What you need to do: Of the entries below, restate word for word only the section that runs from the line with "session was opened." to the line with "idle worker notified", counting both ends.

━━━━━━━━━━━━━━━━━━━━

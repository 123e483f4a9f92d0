//! # IMAP session
//!
//! Module dedicated to one user's IMAP connection. The connection is
//! shared between user-driven operations ([`ImapSession::exec`]) and
//! the idle mode (see [`watch`](super::watch)): exactly one of them
//! owns it at a time, through the session lock.
//!
//! A user-driven operation always wins: it signals the idle mode to
//! stop before waiting for the lock, and the idle mode only resumes
//! after a new quiescence window.

use std::{
    collections::HashSet,
    sync::{
        atomic::{AtomicUsize, Ordering},
        Arc, Mutex as StdMutex, PoisonError,
    },
};

use futures::future::BoxFuture;
use tokio::{
    sync::{Mutex, MutexGuard, Notify},
    time::Instant,
};
use tracing::{debug, info, warn};

use super::{Credentials, Error, ImapClient, ImapConnector, MailboxStatus, Result};
use crate::user::UserId;

/// The state guarded by the session lock.
pub(crate) struct SessionState {
    pub(crate) client: Option<ImapClient>,
    /// `true` while the connection is in idle mode.
    pub(crate) idling: bool,
    /// The highest UID already pushed, or present in the mailbox
    /// when the session was opened.
    pub(crate) last_pushed: u32,
    /// The UIDs appended by user-driven operations and not pushed
    /// yet.
    ///
    /// Their insertion already emitted an event: the idle mode skips
    /// them.
    pub(crate) appended: HashSet<u32>,
    /// `true` after a reconnection, until the idle worker notified
    /// clients that push notices may have been missed.
    pub(crate) stale: bool,
}

impl SessionState {
    /// Return the connected client, leaving the idle mode first if
    /// needed.
    pub(crate) async fn ready(&mut self) -> Result<&mut ImapClient> {
        let client = self.client.as_mut().ok_or(Error::ConnectionClosedError)?;

        if self.idling {
            debug!("leaving idle mode");
            self.idling = false;
            client.done().await?;
        }

        Ok(client)
    }
}

/// Find the UID of the last message of the selected mailbox.
///
/// Servers may omit UIDNEXT, in which case the UID of the last
/// message is fetched.
async fn last_uid(client: &mut ImapClient, status: &MailboxStatus) -> Result<u32> {
    match status.uid_next {
        Some(uid_next) => Ok(uid_next.saturating_sub(1)),
        None if status.exists == 0 => Ok(0),
        None => client.fetch_uid(status.exists).await,
    }
}

/// The IMAP session of one user.
pub struct ImapSession {
    user: UserId,
    mailbox: String,
    credentials: Credentials,
    connector: Arc<dyn ImapConnector>,
    state: Mutex<SessionState>,
    pending: AtomicUsize,
    cancel: Notify,
    last_activity: StdMutex<Instant>,
}

impl ImapSession {
    /// Open a new session for the given user, and select the given
    /// mailbox.
    pub async fn connect(
        user: UserId,
        credentials: Credentials,
        mailbox: impl ToString,
        connector: Arc<dyn ImapConnector>,
    ) -> Result<Self> {
        let mailbox = mailbox.to_string();

        let mut client = connector.connect(&credentials).await?;
        let status = client.select(&mailbox).await?;
        let last_uid = last_uid(&mut client, &status).await?;
        info!(%user, mailbox, exists = status.exists, last_uid, "IMAP session opened");

        let state = SessionState {
            client: Some(client),
            idling: false,
            last_pushed: last_uid,
            appended: HashSet::new(),
            stale: false,
        };

        Ok(Self {
            user,
            mailbox,
            credentials,
            connector,
            state: Mutex::new(state),
            pending: AtomicUsize::new(0),
            cancel: Notify::new(),
            last_activity: StdMutex::new(Instant::now()),
        })
    }

    pub fn user(&self) -> &UserId {
        &self.user
    }

    pub fn mailbox(&self) -> &str {
        &self.mailbox
    }

    /// Execute the given operation on the connection.
    ///
    /// Any idle mode is cancelled first. If the connection turns out
    /// to be closed, the session reconnects with the stored
    /// credentials and the operation is retried once. When the retry
    /// fails too, the original error is returned.
    pub async fn exec<T, F>(&self, op: F) -> Result<T>
    where
        T: Send,
        F: for<'a> Fn(&'a mut ImapClient) -> BoxFuture<'a, Result<T>> + Send + Sync,
    {
        self.run(op, |_, _| ()).await
    }

    /// Same as [`ImapSession::exec`], for operations appending a
    /// message and returning its UID along with its snapshot.
    ///
    /// The UID is registered only once the whole operation
    /// succeeded, while still holding the connection: the push
    /// notice of the appended message is then skipped by the idle
    /// mode. When the operation fails after the append, the message
    /// is pushed like any external one.
    pub async fn exec_append<T, F>(&self, op: F) -> Result<(u32, T)>
    where
        T: Send,
        F: for<'a> Fn(&'a mut ImapClient) -> BoxFuture<'a, Result<(u32, T)>> + Send + Sync,
    {
        self.run(op, |state, (uid, _)| {
            if *uid > state.last_pushed {
                state.appended.insert(*uid);
            }
        })
        .await
    }

    async fn run<T, F, H>(&self, op: F, on_success: H) -> Result<T>
    where
        T: Send,
        F: for<'a> Fn(&'a mut ImapClient) -> BoxFuture<'a, Result<T>> + Send + Sync,
        H: FnOnce(&mut SessionState, &T) + Send,
    {
        self.pending.fetch_add(1, Ordering::SeqCst);
        self.cancel.notify_waiters();

        let res = {
            let mut state = self.state.lock().await;
            let res = self.exec_locked(&mut state, &op).await;
            if let Ok(output) = &res {
                on_success(&mut state, output);
            }
            res
        };

        self.pending.fetch_sub(1, Ordering::SeqCst);
        self.touch();

        res
    }

    async fn exec_locked<T, F>(&self, state: &mut SessionState, op: &F) -> Result<T>
    where
        F: for<'a> Fn(&'a mut ImapClient) -> BoxFuture<'a, Result<T>>,
    {
        let res = match state.ready().await {
            Ok(client) => op(client).await,
            Err(err) => Err(err),
        };

        let err = match res {
            Err(err) if err.is_connection_closed() => err,
            res => return res,
        };

        warn!(user = %self.user, "IMAP connection closed, reconnecting: {err}");

        let client = match self.reconnect(state).await {
            Ok(client) => client,
            Err(reconnect_err) => {
                debug!(user = %self.user, "cannot reconnect: {reconnect_err}");
                return Err(err);
            }
        };

        match op(client).await {
            Ok(output) => Ok(output),
            Err(retry_err) => {
                debug!(user = %self.user, "cannot retry IMAP operation: {retry_err}");
                Err(err)
            }
        }
    }

    /// Replace the connection by a new one, opened with the stored
    /// credentials.
    pub(crate) async fn reconnect<'a>(
        &self,
        state: &'a mut SessionState,
    ) -> Result<&'a mut ImapClient> {
        state.client = None;
        state.idling = false;

        let mut client = self.connector.connect(&self.credentials).await?;
        client.select(&self.mailbox).await?;
        info!(user = %self.user, "IMAP session reconnected");

        state.stale = true;
        Ok(state.client.insert(client))
    }

    /// Close the connection.
    ///
    /// Errors are logged and discarded, the session cannot be used
    /// anymore anyway.
    pub async fn logout(&self) {
        let mut state = self.state.lock().await;

        if let Ok(client) = state.ready().await {
            if let Err(err) = client.logout().await {
                debug!(user = %self.user, "cannot logout IMAP session: {err}");
            }
        }

        state.client = None;
        info!(user = %self.user, "IMAP session closed");
    }

    pub(crate) async fn lock(&self) -> MutexGuard<'_, SessionState> {
        self.state.lock().await
    }

    /// Return the number of user-driven operations waiting for or
    /// holding the connection.
    pub(crate) fn pending(&self) -> usize {
        self.pending.load(Ordering::SeqCst)
    }

    pub(crate) fn cancel(&self) -> &Notify {
        &self.cancel
    }

    pub(crate) fn last_activity(&self) -> Instant {
        *self
            .last_activity
            .lock()
            .unwrap_or_else(PoisonError::into_inner)
    }

    fn touch(&self) {
        *self
            .last_activity
            .lock()
            .unwrap_or_else(PoisonError::into_inner) = Instant::now();
    }
}
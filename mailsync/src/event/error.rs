use std::{any::Any, result};

use thiserror::Error;

use super::EventId;
use crate::{user::UserId, AnyBoxedError, AnyError};

/// The global `Result` alias of the module.
pub type Result<T> = result::Result<T, Error>;

/// The global `Error` enum of the module.
#[derive(Debug, Error)]
pub enum Error {
    #[error("cannot find event {1} for user {0}: resync from the last event")]
    EventNotFoundError(UserId, EventId),
    #[error("cannot wait for event {1} for user {0}: log has been deleted")]
    LogDeletedError(UserId, EventId),
}

impl Error {
    /// Return `true` if the client should resync from the last event.
    pub fn is_not_found(&self) -> bool {
        matches!(
            self,
            Self::EventNotFoundError(..) | Self::LogDeletedError(..)
        )
    }
}

impl AnyError for Error {
    fn as_any(&self) -> &dyn Any {
        self
    }
}

impl From<Error> for AnyBoxedError {
    fn from(err: Error) -> Self {
        Box::new(err)
    }
}
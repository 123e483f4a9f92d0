//! # Conversation
//!
//! A conversation is never stored as such: it is an aggregate
//! derived from every message sharing the same conversation
//! identifier. See [`Conversation::from_messages`].

use std::collections::BTreeMap;

use super::{EmailAddress, Entity, Message};

/// The conversation aggregate.
#[derive(Clone, Debug, Default, Eq, PartialEq)]
#[cfg_attr(
    feature = "derive",
    derive(serde::Serialize, serde::Deserialize),
    serde(rename_all = "kebab-case")
)]
pub struct Conversation {
    pub id: String,
    /// The subject of the oldest message.
    pub subject: String,
    pub senders: Vec<EmailAddress>,
    pub recipients: Vec<EmailAddress>,
    pub num_messages: u32,
    pub num_unread: u32,
    pub num_attachments: u32,
    /// Unix timestamp of the newest message.
    pub time: i64,
    pub size: u64,
    pub labels: Vec<ConversationLabel>,
}

/// Per-label statistics of a conversation.
#[derive(Clone, Debug, Default, Eq, PartialEq)]
#[cfg_attr(
    feature = "derive",
    derive(serde::Serialize, serde::Deserialize),
    serde(rename_all = "kebab-case")
)]
pub struct ConversationLabel {
    pub id: String,
    pub num_messages: u32,
    pub num_unread: u32,
}

impl Conversation {
    /// Derive the conversation aggregate from all its messages.
    ///
    /// Messages that do not belong to the given conversation are
    /// skipped. Returns `None` when no message is left, which means
    /// the conversation does not exist (anymore).
    pub fn from_messages<'a>(
        id: &str,
        messages: impl IntoIterator<Item = &'a Message>,
    ) -> Option<Self> {
        let mut messages: Vec<&Message> = messages
            .into_iter()
            .filter(|message| message.conversation_id == id)
            .collect();

        if messages.is_empty() {
            return None;
        }

        messages.sort_by(|a, b| a.time.cmp(&b.time).then_with(|| a.id.cmp(&b.id)));

        let mut conversation = Conversation {
            id: id.to_owned(),
            subject: messages[0].subject.clone(),
            ..Default::default()
        };

        let mut labels = BTreeMap::<&str, ConversationLabel>::new();

        for message in messages {
            if !conversation.senders.contains(&message.sender) {
                conversation.senders.push(message.sender.clone());
            }

            for recipient in message.recipients() {
                if !conversation.recipients.contains(recipient) {
                    conversation.recipients.push(recipient.clone());
                }
            }

            conversation.num_messages += 1;
            conversation.num_attachments += message.num_attachments;
            conversation.size += message.size;
            conversation.time = conversation.time.max(message.time);

            if message.unread {
                conversation.num_unread += 1;
            }

            for label_id in &message.label_ids {
                let label = labels
                    .entry(label_id.as_str())
                    .or_insert_with(|| ConversationLabel {
                        id: label_id.clone(),
                        ..Default::default()
                    });
                label.num_messages += 1;
                if message.unread {
                    label.num_unread += 1;
                }
            }
        }

        conversation.labels = labels.into_values().collect();

        Some(conversation)
    }

    /// Return `true` if at least one message of the conversation has
    /// the given label.
    pub fn has_label(&self, label_id: &str) -> bool {
        self.labels.iter().any(|label| label.id == label_id)
    }
}

impl Entity for Conversation {
    fn id(&self) -> &str {
        &self.id
    }
}

#[cfg(test)]
mod tests {
    use crate::entity::{label, EmailAddress, Message};

    use super::{Conversation, ConversationLabel};

    fn message(id: &str, time: i64, unread: bool) -> Message {
        Message {
            id: id.into(),
            conversation_id: "conv".into(),
            label_ids: vec![label::INBOX.into()],
            subject: format!("subject {id}"),
            sender: EmailAddress::from(format!("{id}@localhost").as_str()),
            to_list: vec![EmailAddress::from("alice@localhost")],
            time,
            size: 10,
            unread,
            ..Default::default()
        }
    }

    #[test]
    fn derive_from_siblings() {
        let mut other = message("3", 0, true);
        other.conversation_id = "other".into();

        let messages = [message("2", 20, false), message("1", 10, true), other];
        let conversation = Conversation::from_messages("conv", &messages).unwrap();

        assert_eq!(conversation.subject, "subject 1");
        assert_eq!(conversation.num_messages, 2);
        assert_eq!(conversation.num_unread, 1);
        assert_eq!(conversation.time, 20);
        assert_eq!(conversation.size, 20);
        assert_eq!(conversation.senders.len(), 2);
        assert_eq!(conversation.recipients.len(), 1);
        assert_eq!(
            conversation.labels,
            vec![ConversationLabel {
                id: label::INBOX.into(),
                num_messages: 2,
                num_unread: 1,
            }]
        );
    }

    #[test]
    fn derive_from_nothing() {
        let messages: Vec<Message> = Vec::new();
        assert_eq!(Conversation::from_messages("conv", &messages), None);
    }
}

━━━━━━━━━━━━━━━━━━━━

Solution to this problem:
    /// when the session was opened.
    pub(crate) last_pushed: u32,
    /// The UIDs appended by user-driven operations and not pushed
    /// yet.
    ///
    /// Their insertion already emitted an event: the idle mode skips
    /// them.
    pub(crate) appended: HashSet<u32>,
    /// `true` after a reconnection, until the idle worker notified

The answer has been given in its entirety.